### Task directions
Set down the listing below again, exactly as written.

========================================

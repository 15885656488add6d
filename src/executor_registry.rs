//! Startup-time `step_type -> executor` dispatch table (§4.6). Grounds
//! on the four-arm `StepType` match the teacher's execution controller
//! used internally (reconstructed — not present verbatim in the final
//! tree), generalized to the full filesystem/browser/system/email/
//! code_interpreter/visual_assist catalogue, plus
//! `action_schema.rs`'s `normalize_action_name()` match-table idiom
//! folded in as the heuristic type-repair function.

use crate::schema::{ExecutionContext, Step, StepResult};
use async_trait::async_trait;
use std::collections::HashMap;
use std::sync::Arc;

/// Uniform contract every concrete executor implements. Concrete
/// executor bodies (browser automation, IMAP, OCR, …) are external
/// collaborators per §1 — the kernel only ships the dispatch table and
/// trait objects.
#[async_trait]
pub trait Executor: Send + Sync {
    async fn execute_step(&self, step: &Step, ctx: &mut ExecutionContext) -> StepResult;
    fn name(&self) -> &'static str;
}

const FILESYSTEM_TYPES: &[&str] = &[
    "file_create", "file_read", "file_write", "file_delete", "file_rename", "file_move",
    "file_copy", "file_organize", "file_classify", "file_batch_rename", "file_batch_move",
    "file_batch_delete", "list_dir",
];

const BROWSER_TYPES: &[&str] = &[
    "browser_navigate", "browser_click", "browser_fill", "browser_wait", "browser_screenshot",
    "browser_check_element", "download_file", "request_login", "request_captcha",
    "request_qr_login",
];

const EMAIL_TYPES: &[&str] = &[
    "send_email", "search_emails", "get_email_details", "download_attachments",
    "manage_emails", "compress_files",
];

const SYSTEM_TYPES: &[&str] = &[
    "screenshot_desktop", "volume_control", "brightness_control", "system_info", "app_open",
    "app_close", "open_folder", "open_file", "text_translate", "text_summarize", "text_polish",
    "create_reminder", "list_reminders", "run_workflow", "list_workflows", "instruction_history",
    "clipboard_read", "clipboard_write", "keyboard_simulate", "mouse_simulate",
];

/// Heuristic type repairs for step types the Reflector or an upstream
/// planner may emit loosely — e.g. `file_manager` with a deletion
/// `action` really means `file_delete`.
fn repair_type(step_type: &str, action: Option<&str>) -> String {
    let action_lower = action.map(str::to_lowercase).unwrap_or_default();
    match step_type {
        "file_manager" if action_lower.contains("delete") => "file_delete".to_string(),
        "file_manager" if action_lower.contains("rename") => "file_rename".to_string(),
        "file_manager" if action_lower.contains("move") => "file_move".to_string(),
        "file_manager" if action_lower.contains("copy") => "file_copy".to_string(),
        "browser" if action_lower.contains("click") => "browser_click".to_string(),
        "browser" if action_lower.contains("fill") || action_lower.contains("type") => {
            "browser_fill".to_string()
        }
        "browser" if action_lower.contains("navigate") || action_lower.contains("goto") => {
            "browser_navigate".to_string()
        }
        "email" if action_lower.contains("send") => "send_email".to_string(),
        "email" if action_lower.contains("search") => "search_emails".to_string(),
        other => other.to_string(),
    }
}

pub struct ExecutorRegistry {
    by_name: HashMap<&'static str, Arc<dyn Executor>>,
    routes: HashMap<String, &'static str>,
    fallback: Arc<dyn Executor>,
}

impl ExecutorRegistry {
    pub fn builder() -> ExecutorRegistryBuilder {
        ExecutorRegistryBuilder::new()
    }

    /// Resolves a step to its executor, applying heuristic type repair
    /// first. Unknown types dispatch to the system-executor fallback,
    /// which must return an explanatory failure rather than panic.
    pub async fn dispatch(&self, step: &Step, ctx: &mut ExecutionContext) -> StepResult {
        let repaired = repair_type(&step.step_type, step.action.as_deref());
        let executor = self
            .routes
            .get(repaired.as_str())
            .and_then(|name| self.by_name.get(name))
            .unwrap_or(&self.fallback);

        if repaired != step.step_type {
            let mut repaired_step = step.clone();
            repaired_step.step_type = repaired;
            executor.execute_step(&repaired_step, ctx).await
        } else {
            executor.execute_step(step, ctx).await
        }
    }

    pub fn supported_types(&self) -> Vec<&str> {
        let mut types: Vec<&str> = self.routes.keys().map(String::as_str).collect();
        types.sort_unstable();
        types
    }
}

pub struct ExecutorRegistryBuilder {
    by_name: HashMap<&'static str, Arc<dyn Executor>>,
    routes: HashMap<String, &'static str>,
}

impl ExecutorRegistryBuilder {
    fn new() -> Self {
        ExecutorRegistryBuilder { by_name: HashMap::new(), routes: HashMap::new() }
    }

    pub fn register(mut self, executor: Arc<dyn Executor>, step_types: &[&str]) -> Self {
        let name = executor.name();
        self.by_name.insert(name, executor);
        for t in step_types {
            self.routes.insert(t.to_string(), name);
        }
        self
    }

    pub fn build(self, fallback: Arc<dyn Executor>) -> ExecutorRegistry {
        ExecutorRegistry { by_name: self.by_name, routes: self.routes, fallback }
    }
}

pub fn filesystem_types() -> &'static [&'static str] {
    FILESYSTEM_TYPES
}
pub fn browser_types() -> &'static [&'static str] {
    BROWSER_TYPES
}
pub fn email_types() -> &'static [&'static str] {
    EMAIL_TYPES
}
pub fn system_types() -> &'static [&'static str] {
    SYSTEM_TYPES
}

/// Default fallback executor for unrecognized step types. Per §4.6,
/// unknown types MUST fail explicitly, listing the supported
/// vocabulary, rather than silently no-op or panic.
pub struct SystemExecutor {
    registry_types: Vec<String>,
}

impl SystemExecutor {
    pub fn new(registry_types: Vec<String>) -> Self {
        SystemExecutor { registry_types }
    }
}

#[async_trait]
impl Executor for SystemExecutor {
    async fn execute_step(&self, step: &Step, _ctx: &mut ExecutionContext) -> StepResult {
        StepResult::fail(format!(
            "unsupported step type '{}'; supported types: {}",
            step.step_type,
            self.registry_types.join(", ")
        ))
    }

    fn name(&self) -> &'static str {
        "system_fallback"
    }
}

#[cfg(test)]
mod tests {
    use super::*;
    use serde_json::json;

    struct EchoExecutor;

    #[async_trait]
    impl Executor for EchoExecutor {
        async fn execute_step(&self, step: &Step, _ctx: &mut ExecutionContext) -> StepResult {
            StepResult::ok(format!("ran {}", step.step_type))
        }
        fn name(&self) -> &'static str {
            "echo"
        }
    }

    fn step(step_type: &str, action: Option<&str>) -> Step {
        Step {
            step_type: step_type.to_string(),
            action: action.map(str::to_string),
            params: json!({}),
            description: None,
        }
    }

    #[tokio::test]
    async fn unknown_type_fails_explicitly() {
        let registry = ExecutorRegistry::builder()
            .register(Arc::new(EchoExecutor), &["file_delete"])
            .build(Arc::new(SystemExecutor::new(vec!["file_delete".into()])));
        let mut ctx = ExecutionContext::new(crate::schema::StopSignal::new());
        let result = registry.dispatch(&step("teleport", None), &mut ctx).await;
        assert!(!result.success);
        assert!(result.message.contains("file_delete"));
    }

    #[tokio::test]
    async fn heuristic_repair_routes_file_manager_delete() {
        let registry = ExecutorRegistry::builder()
            .register(Arc::new(EchoExecutor), &["file_delete"])
            .build(Arc::new(SystemExecutor::new(vec!["file_delete".into()])));
        let mut ctx = ExecutionContext::new(crate::schema::StopSignal::new());
        let result = registry.dispatch(&step("file_manager", Some("delete the file")), &mut ctx).await;
        assert!(result.success);
        assert_eq!(result.message, "ran file_delete");
    }

    #[test]
    fn repair_is_identity_for_known_types() {
        assert_eq!(repair_type("browser_click", None), "browser_click");
    }
}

========================================

### Answer
repository 15885656488add6d
filename src/executor_registry.rs
//! Startup-time `step_type -> executor` dispatch table (§4.6). Grounds
//! on the four-arm `StepType` match the teacher's execution controller
//! used internally (reconstructed — not present verbatim in the final
//! tree), generalized to the full filesystem/browser/system/email/
//! code_interpreter/visual_assist catalogue, plus
//! `action_schema.rs`'s `normalize_action_name()` match-table idiom
//! folded in as the heuristic type-repair function.

use crate::schema::{ExecutionContext, Step, StepResult};
use async_trait::async_trait;
use std::collections::HashMap;
use std::sync::Arc;

/// Uniform contract every concrete executor implements. Concrete
/// executor bodies (browser automation, IMAP, OCR, …) are external
/// collaborators per §1 — the kernel only ships the dispatch table and
/// trait objects.
#[async_trait]
pub trait Executor: Send + Sync {
    async fn execute_step(&self, step: &Step, ctx: &mut ExecutionContext) -> StepResult;
    fn name(&self) -> &'static str;
}

const FILESYSTEM_TYPES: &[&str] = &[
    "file_create", "file_read", "file_write", "file_delete", "file_rename", "file_move",
    "file_copy", "file_organize", "file_classify", "file_batch_rename", "file_batch_move",
    "file_batch_delete", "list_dir",
];

const BROWSER_TYPES: &[&str] = &[
    "browser_navigate", "browser_click", "browser_fill", "browser_wait", "browser_screenshot",
    "browser_check_element", "download_file", "request_login", "request_captcha",
    "request_qr_login",
];

const EMAIL_TYPES: &[&str] = &[
    "send_email", "search_emails", "get_email_details", "download_attachments",
    "manage_emails", "compress_files",
];

const SYSTEM_TYPES: &[&str] = &[
    "screenshot_desktop", "volume_control", "brightness_control", "system_info", "app_open",
    "app_close", "open_folder", "open_file", "text_translate", "text_summarize", "text_polish",
    "create_reminder", "list_reminders", "run_workflow", "list_workflows", "instruction_history",
    "clipboard_read", "clipboard_write", "keyboard_simulate", "mouse_simulate",
];

/// Heuristic type repairs for step types the Reflector or an upstream
/// planner may emit loosely — e.g. `file_manager` with a deletion
/// `action` really means `file_delete`.
fn repair_type(step_type: &str, action: Option<&str>) -> String {
    let action_lower = action.map(str::to_lowercase).unwrap_or_default();
    match step_type {
        "file_manager" if action_lower.contains("delete") => "file_delete".to_string(),
        "file_manager" if action_lower.contains("rename") => "file_rename".to_string(),
        "file_manager" if action_lower.contains("move") => "file_move".to_string(),
        "file_manager" if action_lower.contains("copy") => "file_copy".to_string(),
        "browser" if action_lower.contains("click") => "browser_click".to_string(),
        "browser" if action_lower.contains("fill") || action_lower.contains("type") => {
            "browser_fill".to_string()
        }
        "browser" if action_lower.contains("navigate") || action_lower.contains("goto") => {
            "browser_navigate".to_string()
        }
        "email" if action_lower.contains("send") => "send_email".to_string(),
        "email" if action_lower.contains("search") => "search_emails".to_string(),
        other => other.to_string(),
    }
}

pub struct ExecutorRegistry {
    by_name: HashMap<&'static str, Arc<dyn Executor>>,
    routes: HashMap<String, &'static str>,
    fallback: Arc<dyn Executor>,
}

impl ExecutorRegistry {
    pub fn builder() -> ExecutorRegistryBuilder {
        ExecutorRegistryBuilder::new()
    }

    /// Resolves a step to its executor, applying heuristic type repair
    /// first. Unknown types dispatch to the system-executor fallback,
    /// which must return an explanatory failure rather than panic.
    pub async fn dispatch(&self, step: &Step, ctx: &mut ExecutionContext) -> StepResult {
        let repaired = repair_type(&step.step_type, step.action.as_deref());
        let executor = self
            .routes
            .get(repaired.as_str())
            .and_then(|name| self.by_name.get(name))
            .unwrap_or(&self.fallback);

        if repaired != step.step_type {
            let mut repaired_step = step.clone();
            repaired_step.step_type = repaired;
            executor.execute_step(&repaired_step, ctx).await
        } else {
            executor.execute_step(step, ctx).await
        }
    }

    pub fn supported_types(&self) -> Vec<&str> {
        let mut types: Vec<&str> = self.routes.keys().map(String::as_str).collect();
        types.sort_unstable();
        types
    }
}

pub struct ExecutorRegistryBuilder {
    by_name: HashMap<&'static str, Arc<dyn Executor>>,
    routes: HashMap<String, &'static str>,
}

impl ExecutorRegistryBuilder {
    fn new() -> Self {
        ExecutorRegistryBuilder { by_name: HashMap::new(), routes: HashMap::new() }
    }

    pub fn register(mut self, executor: Arc<dyn Executor>, step_types: &[&str]) -> Self {
        let name = executor.name();
        self.by_name.insert(name, executor);
        for t in step_types {
            self.routes.insert(t.to_string(), name);
        }
        self
    }

    pub fn build(self, fallback: Arc<dyn Executor>) -> ExecutorRegistry {
        ExecutorRegistry { by_name: self.by_name, routes: self.routes, fallback }
    }
}

pub fn filesystem_types() -> &'static [&'static str] {
    FILESYSTEM_TYPES
}
pub fn browser_types() -> &'static [&'static str] {
    BROWSER_TYPES
}
pub fn email_types() -> &'static [&'static str] {
    EMAIL_TYPES
}
pub fn system_types() -> &'static [&'static str] {
    SYSTEM_TYPES
}

/// Default fallback executor for unrecognized step types. Per §4.6,
/// unknown types MUST fail explicitly, listing the supported
/// vocabulary, rather than silently no-op or panic.
pub struct SystemExecutor {
    registry_types: Vec<String>,
}

impl SystemExecutor {
    pub fn new(registry_types: Vec<String>) -> Self {
        SystemExecutor { registry_types }
    }
}

#[async_trait]
impl Executor for SystemExecutor {
    async fn execute_step(&self, step: &Step, _ctx: &mut ExecutionContext) -> StepResult {
        StepResult::fail(format!(
            "unsupported step type '{}'; supported types: {}",
            step.step_type,
            self.registry_types.join(", ")
        ))
    }

    fn name(&self) -> &'static str {
        "system_fallback"
    }
}

#[cfg(test)]
mod tests {
    use super::*;
    use serde_json::json;

    struct EchoExecutor;

    #[async_trait]
    impl Executor for EchoExecutor {
        async fn execute_step(&self, step: &Step, _ctx: &mut ExecutionContext) -> StepResult {
            StepResult::ok(format!("ran {}", step.step_type))
        }
        fn name(&self) -> &'static str {
            "echo"
        }
    }

    fn step(step_type: &str, action: Option<&str>) -> Step {
        Step {
            step_type: step_type.to_string(),
            action: action.map(str::to_string),
            params: json!({}),
            description: None,
        }
    }

    #[tokio::test]
    async fn unknown_type_fails_explicitly() {
        let registry = ExecutorRegistry::builder()
            .register(Arc::new(EchoExecutor), &["file_delete"])
            .build(Arc::new(SystemExecutor::new(vec!["file_delete".into()])));
        let mut ctx = ExecutionContext::new(crate::schema::StopSignal::new());
        let result = registry.dispatch(&step("teleport", None), &mut ctx).await;
        assert!(!result.success);
        assert!(result.message.contains("file_delete"));
    }

    #[tokio::test]
    async fn heuristic_repair_routes_file_manager_delete() {
        let registry = ExecutorRegistry::builder()
            .register(Arc::new(EchoExecutor), &["file_delete"])
            .build(Arc::new(SystemExecutor::new(vec!["file_delete".into()])));
        let mut ctx = ExecutionContext::new(crate::schema::StopSignal::new());
        let result = registry.dispatch(&step("file_manager", Some("delete the file")), &mut ctx).await;
        assert!(result.success);
        assert_eq!(result.message, "ran file_delete");
    }

    #[test]
    fn repair_is_identity_for_known_types() {
        assert_eq!(repair_type("browser_click", None), "browser_click");
    }
}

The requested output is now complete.